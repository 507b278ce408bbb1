//! Page-context bridge.
//!
//! The bridge runs next to the hosting page's script context and is the
//! only way caption metadata crosses out of it. Requests go in over an
//! `mpsc` channel carrying a correlation id; results come back as a
//! broadcast [`BridgeMessage`]. Each request is answered exactly once.

use serde::{Deserialize, Serialize};
use std::sync::Arc;
use std::time::Duration;
use tokio::sync::broadcast::error::TryRecvError;
use tokio::sync::{broadcast, mpsc};
use tokio::task::JoinHandle;
use uuid::Uuid;

use crate::page::{CaptionTrack, PlayerResponse, ScriptContext};
use crate::utils::{wait_for, Cadence};

/// Globals that may hold the player response, most reliable first
pub const PLAYER_GLOBALS: &[&str] = &[
    "ytInitialPlayerResponse",
    "ytplayer.config.args.raw_player_response",
    "ytplayer.config.args.player_response",
];

const EVENT_CAPACITY: usize = 16;

/// Result published across the boundary
#[derive(Debug, Clone, PartialEq, Serialize, Deserialize)]
#[serde(rename_all = "camelCase")]
pub struct BridgeMessage {
    /// Correlation id of the request this answers; absent for the load-time publish
    #[serde(default, skip_serializing_if = "Option::is_none")]
    pub request_id: Option<Uuid>,

    #[serde(default)]
    pub caption_tracks: Vec<CaptionTrack>,

    pub video_id: Option<String>,

    pub video_title: Option<String>,

    pub video_duration: Option<f64>,

    #[serde(default, skip_serializing_if = "Option::is_none")]
    pub error: Option<String>,
}

impl BridgeMessage {
    fn not_found(request_id: Option<Uuid>) -> Self {
        Self {
            request_id,
            caption_tracks: Vec::new(),
            video_id: None,
            video_title: None,
            video_duration: None,
            error: Some("player response not found in page context".to_string()),
        }
    }
}

#[derive(Debug)]
struct ExtractRequest {
    id: Uuid,
}

/// Handle to an installed bridge; dropping it tears the bridge down
pub struct PageBridge {
    requests: mpsc::UnboundedSender<ExtractRequest>,
    events: broadcast::Sender<BridgeMessage>,
    task: JoinHandle<()>,
}

impl PageBridge {
    /// Install a bridge over `scripts`. It reads the page immediately and
    /// again for every request. Must be called within a tokio runtime.
    pub fn install(scripts: Arc<dyn ScriptContext>) -> Self {
        let (requests, inbox) = mpsc::unbounded_channel();
        let (events, _) = broadcast::channel(EVENT_CAPACITY);
        let task = tokio::spawn(run(scripts, inbox, events.clone()));
        tracing::debug!("Page-context bridge installed");
        Self { requests, events, task }
    }

    /// Subscribe to every message the bridge publishes
    pub fn subscribe(&self) -> broadcast::Receiver<BridgeMessage> {
        self.events.subscribe()
    }

    /// Ask the bridge to re-read the page and wait for the correlated answer
    pub async fn request_tracks(&self, limit: Duration, poll: Duration) -> Option<BridgeMessage> {
        let mut inbox = self.events.subscribe();
        let id = Uuid::new_v4();

        if self.requests.send(ExtractRequest { id }).is_err() {
            tracing::warn!("Page-context bridge is no longer running");
            return None;
        }

        let reply = wait_for(limit, Cadence::Poll(poll), || loop {
            match inbox.try_recv() {
                Ok(message) if message.request_id == Some(id) => return Some(message),
                Ok(_) | Err(TryRecvError::Lagged(_)) => continue,
                Err(TryRecvError::Empty) | Err(TryRecvError::Closed) => return None,
            }
        })
        .await;

        if reply.is_none() {
            tracing::debug!(%id, "Page-context bridge did not answer in time");
        }
        reply
    }
}

impl Drop for PageBridge {
    fn drop(&mut self) {
        self.task.abort();
    }
}

async fn run(
    scripts: Arc<dyn ScriptContext>,
    mut inbox: mpsc::UnboundedReceiver<ExtractRequest>,
    events: broadcast::Sender<BridgeMessage>,
) {
    // Nobody may be listening yet; a failed send is fine.
    let _ = events.send(read_player_data(scripts.as_ref(), None));

    while let Some(request) = inbox.recv().await {
        let message = read_player_data(scripts.as_ref(), Some(request.id));
        tracing::trace!(id = %request.id, tracks = message.caption_tracks.len(), "Bridge answering");
        let _ = events.send(message);
    }
}

/// Read the player response out of the script context
pub fn read_player_data(scripts: &dyn ScriptContext, request_id: Option<Uuid>) -> BridgeMessage {
    let response = PLAYER_GLOBALS
        .iter()
        .filter_map(|path| scripts.global(path))
        .find_map(PlayerResponse::from_value);

    let Some(response) = response else {
        return BridgeMessage::not_found(request_id);
    };

    BridgeMessage {
        request_id,
        caption_tracks: response.caption_tracks(),
        video_id: response.video_id(),
        video_title: response.title(),
        video_duration: response.duration_seconds(),
        error: response.unavailability().map(str::to_string),
    }
}
use async_trait::async_trait;
use regex::Regex;
use scraper::{Html, Selector};
use serde_json::Value;
use std::sync::Arc;

use super::{CaptionDecoder, TranscriptLayer};
use crate::page::scripts::{first_json_value, Captions};
use crate::page::{CaptionTrack, PlayerResponse, WatchPage};
use crate::transcript::{ExtractionLayer, TranscriptResult};
use crate::TranscriptorError;

/// Where a probe searches
#[derive(Debug, Clone, Copy, PartialEq, Eq)]
pub enum ProbeSource {
    /// The delivered markup as-is
    Markup,
    /// Concatenated bodies of the page's inline `<script>` elements
    ScriptBodies,
}

/// What the JSON value following a probe's marker looks like
#[derive(Debug, Clone, Copy, PartialEq, Eq)]
pub enum ProbeShape {
    PlayerResponse,
    /// A string holding an encoded player response
    EncodedPlayerResponse,
    /// The `captions` block of a player response
    Captions,
    TrackArray,
}

/// One textual pattern search for caption-track metadata
#[derive(Debug, Clone, Copy)]
pub struct TrackProbe {
    pub name: &'static str,
    pub source: ProbeSource,
    /// Regex whose match ends right where the JSON value starts
    pub marker: &'static str,
    pub shape: ProbeShape,
}

pub const TRACK_PROBES: &[TrackProbe] = &[
    TrackProbe {
        name: "initial player response",
        source: ProbeSource::ScriptBodies,
        marker: r"\bytInitialPlayerResponse\s*=\s*",
        shape: ProbeShape::PlayerResponse,
    },
    TrackProbe {
        name: "player config response",
        source: ProbeSource::ScriptBodies,
        marker: r#"["']?(?:raw_)?player_response["']?\s*:\s*"#,
        shape: ProbeShape::EncodedPlayerResponse,
    },
    TrackProbe {
        name: "captions block",
        source: ProbeSource::Markup,
        marker: r#""captions"\s*:\s*"#,
        shape: ProbeShape::Captions,
    },
    TrackProbe {
        name: "caption track list",
        source: ProbeSource::Markup,
        marker: r#""captionTracks"\s*:\s*"#,
        shape: ProbeShape::TrackArray,
    },
];

/// What a probe recovered
#[derive(Debug, Default)]
pub struct ProbeHit {
    pub tracks: Vec<CaptionTrack>,
    pub response: Option<PlayerResponse>,
}

impl TrackProbe {
    /// Run the probe over `page`, returning the first occurrence that parses
    pub fn run(&self, markup: &str, scripts: &str) -> Option<ProbeHit> {
        let haystack = match self.source {
            ProbeSource::Markup => markup,
            ProbeSource::ScriptBodies => scripts,
        };
        let marker = Regex::new(self.marker).ok()?;

        let hit = marker
            .find_iter(haystack)
            .find_map(|m| self.interpret(&haystack[m.end()..]));
        hit
    }

    fn interpret(&self, rest: &str) -> Option<ProbeHit> {
        match self.shape {
            ProbeShape::PlayerResponse => {
                let value: Value = first_json_value(rest)?;
                let response = PlayerResponse::from_value(value)?;
                Some(ProbeHit { tracks: response.caption_tracks(), response: Some(response) })
            }
            ProbeShape::EncodedPlayerResponse => {
                let encoded: String = first_json_value(rest)?;
                let response = PlayerResponse::from_value(Value::String(encoded))?;
                Some(ProbeHit { tracks: response.caption_tracks(), response: Some(response) })
            }
            ProbeShape::Captions => {
                let captions: Captions = first_json_value(rest)?;
                let tracks = captions
                    .player_captions_tracklist_renderer
                    .map(|r| r.caption_tracks)
                    .unwrap_or_default();
                Some(ProbeHit { tracks, response: None })
            }
            ProbeShape::TrackArray => {
                let tracks: Vec<CaptionTrack> = first_json_value(rest)?;
                Some(ProbeHit { tracks, response: None })
            }
        }
    }
}

fn script_bodies(markup: &str) -> String {
    let Ok(selector) = Selector::parse("script") else {
        return String::new();
    };
    let document = Html::parse_document(markup);
    document
        .select(&selector)
        .map(|script| script.text().collect::<String>())
        .collect::<Vec<_>>()
        .join("\n")
}

/// Layer B: caption tracks recovered by inspecting the page's own markup
pub struct PageDataLayer {
    decoder: Arc<CaptionDecoder>,
    probes: &'static [TrackProbe],
}

impl PageDataLayer {
    pub fn new(decoder: Arc<CaptionDecoder>) -> Self {
        Self::with_probes(decoder, TRACK_PROBES)
    }

    pub fn with_probes(decoder: Arc<CaptionDecoder>, probes: &'static [TrackProbe]) -> Self {
        Self { decoder, probes }
    }

    /// Run the probes in order. The first non-empty track list wins; when
    /// none is found the first unavailability reason seen is returned.
    pub fn recover_tracks(&self, markup: &str) -> std::result::Result<Vec<CaptionTrack>, String> {
        let scripts = script_bodies(markup);
        let mut reason = None;

        for probe in self.probes {
            let Some(hit) = probe.run(markup, &scripts) else {
                tracing::debug!(probe = probe.name, "Probe found nothing");
                continue;
            };
            if !hit.tracks.is_empty() {
                tracing::debug!(probe = probe.name, tracks = hit.tracks.len(), "Probe recovered caption tracks");
                return Ok(hit.tracks);
            }
            if reason.is_none() {
                reason = hit.response.as_ref().and_then(PlayerResponse::unavailability);
            }
        }

        Err(reason.unwrap_or("No caption tracks found in page data").to_string())
    }
}

#[async_trait]
impl TranscriptLayer for PageDataLayer {
    fn layer(&self) -> ExtractionLayer {
        ExtractionLayer::PageData
    }

    async fn extract(&self, page: &WatchPage) -> TranscriptResult {
        let layer = self.layer();
        let video_id = page.video_id();
        if video_id.trim().is_empty() {
            return TranscriptResult::error(layer, TranscriptorError::MissingVideoId.to_string());
        }

        match self.recover_tracks(page.html()) {
            Ok(tracks) => self.decoder.decode_tracks(video_id, &tracks, layer).await,
            Err(reason) => TranscriptResult::unavailable(layer, reason),
        }
    }
}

☆ ☆ ☆ ☆ ☆ ☆ ☆

From the data above, copy each line where the string "poll" appears.

    pub async fn request_tracks(&self, limit: Duration, poll: Duration) -> Option<BridgeMessage> {
        let reply = wait_for(limit, Cadence::Poll(poll), || loop {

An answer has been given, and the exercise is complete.